Her blog did call to mind certain transitions that are necessary from Working With Strings to Working With Voice, certain divides of style.

Suppose you’re a garden variety Serious Pianist, you know the sort of pianist who cares about dots versus wedges in Mozart, who would never dream of programming Gottschalk, etc. etc. and suppose somebody asked you, in rehearsal, you know, how do you think such-and-such phrase ought to go? And this hypothetical pianist, in a chamber rehearsal with strings, might say something like this:

I think it goes to the middle of the third measure, and then releases to the half cadence. But I really love that harmony in the second measure and I think we should somehow “notice” it a little more.

At which point the other players might hum, hem, and possibly haw and suggest maybe the peak is in the second measure or some other interesting place … or … they might just agree and everyone can go have dinner sooner.
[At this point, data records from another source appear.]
//! The analysis client: turns validated inputs into oracle requests and the
//! replies into typed results.
//!
//! Every operation performs exactly one outbound call. A failed call, a reply
//! that is not JSON, or a reply of the wrong shape all end the operation with
//! an [`AnalysisFailure`]; there is no retry and no partial result.

mod failure;
pub mod prompts;

pub use failure::{AnalysisFailure, FailureKind, Operation};

use tracing::{debug, error, info, instrument};

use crate::backend::{MediaFile, Oracle, OracleRequest};
use crate::error::{Result, RxVerifyError};
use crate::model::{
    AlternativeFinderResult, AlternativeReport, AnalysisResult, DrugInteraction,
    InteractionReport, SeverityPolicy, StructuredResponse,
};

/// A prescription as typed text or as a photographed/scanned image.
#[derive(Debug, Clone, PartialEq)]
pub enum PrescriptionInput {
    Text(String),
    Image(MediaFile),
}

impl PrescriptionInput {
    fn validate(&self) -> Result<()> {
        match self {
            PrescriptionInput::Text(text) if text.trim().is_empty() => Err(
                RxVerifyError::ValidationError("Prescription text cannot be empty.".to_string()),
            ),
            PrescriptionInput::Text(_) => Ok(()),
            PrescriptionInput::Image(media) => media.validate(),
        }
    }
}

/// The minimal patient profile embedded in the analysis instruction.
#[derive(Debug, Clone, Copy, PartialEq)]
pub struct PatientProfile {
    /// Age in years
    pub age: f64,
    /// Weight in kilograms
    pub weight: Option<f64>,
}

impl PatientProfile {
    pub fn new(age: f64) -> Self {
        Self { age, weight: None }
    }

    pub fn with_weight(mut self, weight: f64) -> Self {
        self.weight = Some(weight);
        self
    }

    fn validate(&self) -> Result<()> {
        if !self.age.is_finite() || self.age < 0.0 {
            return Err(RxVerifyError::ValidationError(
                "Patient age must be a non-negative number.".to_string(),
            ));
        }
        if let Some(weight) = self.weight {
            if !weight.is_finite() || weight < 0.0 {
                return Err(RxVerifyError::ValidationError(
                    "Patient weight must be a non-negative number.".to_string(),
                ));
            }
        }
        Ok(())
    }
}

/// Client for the three prescription operations over any [`Oracle`].
///
/// # Example
///
/// ```no_run
/// # async fn example() -> Result<(), Box<dyn std::error::Error>> {
/// use rxverify::{AnalysisClient, GeminiClient};
///
/// let client = AnalysisClient::new(GeminiClient::new("your-api-key")?);
/// let interactions = client.check_drug_interactions("Warfarin, Ibuprofen").await?;
/// for interaction in &interactions {
///     println!("{} + {}: {}", interaction.pair[0], interaction.pair[1], interaction.severity);
/// }
/// # Ok(())
/// # }
/// ```
pub struct AnalysisClient<O> {
    oracle: O,
    severity_policy: SeverityPolicy,
}

impl<O: Oracle> AnalysisClient<O> {
    pub fn new(oracle: O) -> Self {
        Self {
            oracle,
            severity_policy: SeverityPolicy::default(),
        }
    }

    pub fn with_severity_policy(mut self, policy: SeverityPolicy) -> Self {
        self.severity_policy = policy;
        self
    }

    pub fn severity_policy(&self) -> SeverityPolicy {
        self.severity_policy
    }

    pub fn oracle(&self) -> &O {
        &self.oracle
    }

    /// Identify drugs, interactions, dosage advice, and alternatives for a
    /// prescription given the patient's age and optional weight.
    #[instrument(
        name = "analyze_prescription",
        skip(self, input),
        fields(provider = self.oracle.provider_name(), image = matches!(input, PrescriptionInput::Image(_)))
    )]
    pub async fn analyze_prescription(
        &self,
        input: &PrescriptionInput,
        patient: &PatientProfile,
    ) -> std::result::Result<AnalysisResult, AnalysisFailure> {
        let operation = Operation::AnalyzePrescription;
        guard(operation, input.validate().and_then(|_| patient.validate()))?;

        let request = prompts::analysis_request(input, patient);
        let result: AnalysisResult = self.run(operation, &request).await?;
        guard(
            operation,
            self.severity_policy
                .enforce(result.interactions.iter().map(|i| &i.severity)),
        )?;

        info!(
            drugs = result.drugs.len(),
            interactions = result.interactions.len(),
            high_risk = result.high_risk_count(),
            "Prescription analysis complete"
        );
        Ok(result)
    }

    /// Check a free-form list of drug names (comma-separated by convention)
    /// for pairwise interactions. An empty list means none were found.
    #[instrument(
        name = "check_drug_interactions",
        skip(self, drug_list),
        fields(provider = self.oracle.provider_name(), list_len = drug_list.len())
    )]
    pub async fn check_drug_interactions(
        &self,
        drug_list: &str,
    ) -> std::result::Result<Vec<DrugInteraction>, AnalysisFailure> {
        let operation = Operation::CheckInteractions;
        if drug_list.trim().is_empty() {
            return Err(rejected(operation, "Please enter a list of drugs to check."));
        }

        let request = prompts::interaction_request(drug_list);
        let report: InteractionReport = self.run(operation, &request).await?;
        guard(
            operation,
            self.severity_policy
                .enforce(report.interactions.iter().map(|i| &i.severity)),
        )?;

        info!(interactions = report.interactions.len(), "Interaction check complete");
        Ok(report.interactions)
    }

    /// Ask for alternatives to `original_drug` for `condition`. An empty list
    /// means the oracle considers the original drug appropriate.
    #[instrument(
        name = "find_alternative_medication",
        skip(self, original_drug, condition, patient_context),
        fields(provider = self.oracle.provider_name())
    )]
    pub async fn find_alternative_medication(
        &self,
        original_drug: &str,
        condition: &str,
        patient_context: &str,
    ) -> std::result::Result<Vec<AlternativeFinderResult>, AnalysisFailure> {
        let operation = Operation::FindAlternatives;
        if original_drug.trim().is_empty() || condition.trim().is_empty() {
            return Err(rejected(
                operation,
                "Please enter the drug and the condition it's treating.",
            ));
        }

        let request = prompts::alternative_request(original_drug, condition, patient_context);
        let report: AlternativeReport = self.run(operation, &request).await?;

        info!(suggestions = report.suggestions.len(), "Alternative search complete");
        Ok(report.suggestions)
    }

    async fn run<T>(
        &self,
        operation: Operation,
        request: &OracleRequest,
    ) -> std::result::Result<T, AnalysisFailure>
    where
        T: StructuredResponse + Send + 'static,
    {
        debug!(%operation, parts = request.parts.len(), "Sending request to oracle");
        let reply = self.oracle.materialize::<T>(request).await;
        guard(operation, reply)
    }
}

fn rejected(operation: Operation, message: &str) -> AnalysisFailure {
    debug!(%operation, reason = message, "Rejected before sending a request");
    AnalysisFailure::new(
        operation,
        RxVerifyError::ValidationError(message.to_string()),
    )
}

/// Wrap an error into an [`AnalysisFailure`], logging it at the level its
/// category deserves.
fn guard<T>(operation: Operation, result: Result<T>) -> std::result::Result<T, AnalysisFailure> {
    result.map_err(|cause| {
        let failure = AnalysisFailure::new(operation, cause);
        match failure.kind() {
            FailureKind::Validation => {
                debug!(%operation, reason = %failure.cause(), "Invalid input");
            }
            kind => {
                error!(%operation, ?kind, error = %failure.cause(), "Error calling oracle");
            }
        }
        failure
    })
}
Now, should you ask your garden variety Serious Singer the same question, you’re more likely to get an answer like this:

I mean I really identify with this woman and my last coach told me this great story about how this song came to be composed, which was that Chausson was in Mallorca and fell in love with this Albanian waitress, and almost left his wife for her but then over a plate of couscous he really realized how much he loved his wife, and I came to realize that motivation here is complicated, like the wife wants to hold onto her love, be the fierce mother-protector, the fabulous earth-mother, but something in her heart is trapped in the past and it’s kind of YOU GO GIRL and then after she’s done it and gone, she’s full of conflicted guilt and her ex-boyfriend maltreated her, and that’s why there’s a diminuendo.

It’s a mildly different communication style. Something like the difference between the conversation you have at Staples when you’re asking for your printer cartridge and the conversations you have with your unhinged Jungian analyst. I’m not passing judgement here.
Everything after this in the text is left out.